Communicating using words inevitably means using a language – a system which governs the use of agreed sounds or other symbols in order to exchange information. Like the basic communication process itself, language is an enormous topic, about which I will say a little in an appendix (Appendix 2) and almost nothing in the book itself.
I will mention a few very general points about language in this chapter, but they will all be oversimplifications. Everything in Appendix 2 is also an oversimplification. Countless thousands of pages have been written about language, by people who know far more about it than I do, but all I intend to do here is to include a few thoughts which I hope may be helpful.
Because this chapter addresses one very important method of attempting to share meaning, I will paraphrase the brief remarks I made about information and meaning in the first chapter before continuing. This may seem a little repetitious, but I think it is critical to understanding the present chapter.
Even though it exists within each individual mind, meaning is never fully transferable. All communication is subject to this limitation, whether we like it or not. The sender and the receiver have different sense organs and different cognitive function. They are also subject to many other influences which can affect the meaning ultimately assigned to a message.
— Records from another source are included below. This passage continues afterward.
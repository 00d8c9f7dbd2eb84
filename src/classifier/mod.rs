//! Remote classification.
//!
//! Sends a feature record to the classification service and turns its answer
//! into a `ClassificationVerdict`. A non-2xx status, an empty body or a body
//! that is not a valid verdict is a `ClassifierError`; there is no partial
//! verdict and no retry.

mod verdict;
mod wire;

use std::sync::Arc;

use log::{debug, error};
use url::Url;

use crate::config::CLASSIFIER_PREDICT_PATH;
use crate::error_handling::{ClassifierError, InitializationError};
use crate::scan::FeatureRecord;

pub use verdict::{ClassificationVerdict, VerdictLabel};
pub use wire::{PredictRequest, PredictResponse};

/// Client for the `predict` endpoint of the classification service.
#[derive(Clone)]
pub struct ClassifierClient {
    client: Arc<reqwest::Client>,
    endpoint: Url,
}

impl ClassifierClient {
    /// Creates a client posting to `<base_url>/predict`.
    ///
    /// A base URL without a trailing slash is treated as a directory, so
    /// `http://host/api` posts to `http://host/api/predict`.
    pub fn new(client: Arc<reqwest::Client>, base_url: &str) -> Result<Self, InitializationError> {
        Ok(Self {
            client,
            endpoint: predict_endpoint(base_url)?,
        })
    }

    /// Full URL of the `predict` endpoint.
    pub fn endpoint(&self) -> &Url {
        &self.endpoint
    }

    /// Classifies a feature record.
    ///
    /// # Errors
    ///
    /// - `Transport` if the request cannot be sent or the body cannot be read
    /// - `Status` for any non-2xx response
    /// - `EmptyBody` for a 2xx response without content
    /// - `MalformedBody` if the body is not JSON of the expected shape, the
    ///   label is unknown, or the confidence lies outside `[0, 1]`
    pub async fn classify(
        &self,
        features: &FeatureRecord,
    ) -> Result<ClassificationVerdict, ClassifierError> {
        let request = PredictRequest::from(features);
        debug!("Sending features of {} to {}", features.url, self.endpoint);

        let response = self
            .client
            .post(self.endpoint.clone())
            .json(&request)
            .send()
            .await?;

        let status = response.status();
        if !status.is_success() {
            let err = ClassifierError::Status {
                status: status.as_u16(),
                message: status.canonical_reason().unwrap_or("unknown").to_string(),
            };
            error!("{err}");
            return Err(err);
        }

        let body = response.text().await?;
        if body.trim().is_empty() {
            return Err(ClassifierError::EmptyBody);
        }
        let parsed: PredictResponse = serde_json::from_str(&body)
            .map_err(|e| ClassifierError::MalformedBody(e.to_string()))?;
        let verdict = ClassificationVerdict::try_from(parsed)?;

        debug!(
            "Verdict for {}: is_phishing={}, confidence={}",
            features.url, verdict.is_phishing, verdict.confidence
        );
        Ok(verdict)
    }
}

fn predict_endpoint(base_url: &str) -> Result<Url, InitializationError> {
    let mut base = Url::parse(base_url.trim())
        .map_err(|e| InitializationError::ClassifierUrlError(format!("{base_url}: {e}")))?;
    if !matches!(base.scheme(), "http" | "https") {
        return Err(InitializationError::ClassifierUrlError(format!(
            "{base_url}: scheme must be http or https"
        )));
    }
    if !base.path().ends_with('/') {
        let path = format!("{}/", base.path());
        base.set_path(&path);
    }
    base.join(CLASSIFIER_PREDICT_PATH)
        .map_err(|e| InitializationError::ClassifierUrlError(format!("{base_url}: {e}")))
}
Factors such as the choice of words, the surrounding words and sentences, various language features, sentence structure, timing, stress, intonation, and the overall structure and organisation of a message, all exert an influence on the meaning ultimately attributed to it. So do the individual characteristics of the sender and the receiver, as well as any other messages they are exchanging at or about the same time.
The pre-existing knowledge of both parties, the relationship between them, the method and form of the delivery of information, the purpose of the communication, the audience for which it is designed and the overall situation in which it occurs, including both local and distant events, also play their part. This chapter, and indeed every chapter, must be read in the light of these unavoidable uncertainties regarding meaning.
It is a truism, but still worth remembering, that communication via words can only be successful if the sender and receiver have a language in common, and use it. The successful representation and transfer of information will be useless if that representation means nothing to the receiver.
We are so used to using words to communicate, that we usually don't think of the process as being in any way unusual or special. Nevertheless, communicating using words, whether spoken or written, does have some very special advantages.
These advantages all flow from the fact that the information is encoded. Any language, such as the English language I am using now, is a type of code. That code has three main elements: words, the rules which govern the way those words are used, and the context in which the words are used.
The context, broadly speaking, consists of the surrounding words, the way the words are delivered, any concurrent messages, and the overall circumstances in which the communication occurs. This in fact adds up to a very large part of language, potentially including all the types of influence on meaning discussed near the end of the first chapter.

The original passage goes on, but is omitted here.